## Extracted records
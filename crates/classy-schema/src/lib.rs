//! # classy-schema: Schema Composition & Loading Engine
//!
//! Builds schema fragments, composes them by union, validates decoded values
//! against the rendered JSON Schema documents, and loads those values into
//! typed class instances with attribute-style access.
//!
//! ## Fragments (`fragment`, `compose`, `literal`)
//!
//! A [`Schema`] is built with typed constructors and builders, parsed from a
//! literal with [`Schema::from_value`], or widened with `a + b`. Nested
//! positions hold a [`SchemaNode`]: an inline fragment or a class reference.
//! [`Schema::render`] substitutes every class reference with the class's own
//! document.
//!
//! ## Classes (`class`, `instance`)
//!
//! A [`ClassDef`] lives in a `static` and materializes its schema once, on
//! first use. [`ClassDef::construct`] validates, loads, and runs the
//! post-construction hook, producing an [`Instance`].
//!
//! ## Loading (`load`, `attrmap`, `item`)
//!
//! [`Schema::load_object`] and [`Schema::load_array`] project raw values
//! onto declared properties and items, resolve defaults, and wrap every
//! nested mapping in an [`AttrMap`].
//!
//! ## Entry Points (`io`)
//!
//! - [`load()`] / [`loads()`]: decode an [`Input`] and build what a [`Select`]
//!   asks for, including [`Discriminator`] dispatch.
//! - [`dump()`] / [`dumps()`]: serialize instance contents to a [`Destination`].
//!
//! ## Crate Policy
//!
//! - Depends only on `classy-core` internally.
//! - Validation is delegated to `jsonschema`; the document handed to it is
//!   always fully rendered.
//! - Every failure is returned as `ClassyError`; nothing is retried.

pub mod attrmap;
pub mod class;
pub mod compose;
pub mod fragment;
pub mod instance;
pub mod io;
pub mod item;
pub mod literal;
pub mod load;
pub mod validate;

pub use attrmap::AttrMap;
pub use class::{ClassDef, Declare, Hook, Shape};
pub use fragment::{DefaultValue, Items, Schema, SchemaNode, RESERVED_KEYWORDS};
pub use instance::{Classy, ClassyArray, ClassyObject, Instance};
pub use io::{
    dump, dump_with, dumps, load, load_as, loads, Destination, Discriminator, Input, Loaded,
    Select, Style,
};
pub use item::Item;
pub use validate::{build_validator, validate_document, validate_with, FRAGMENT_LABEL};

## What you should do
Begin at the line that has "those values into" in the entries above; stop after the line that has "a class reference.". Transcribe exactly those lines and no others.

## Answer to this problem
//! against the rendered JSON Schema documents, and loads those values into
//! typed class instances with attribute-style access.
//!
//! ## Fragments (`fragment`, `compose`, `literal`)
//!
//! A [`Schema`] is built with typed constructors and builders, parsed from a
//! literal with [`Schema::from_value`], or widened with `a + b`. Nested
//! positions hold a [`SchemaNode`]: an inline fragment or a class reference.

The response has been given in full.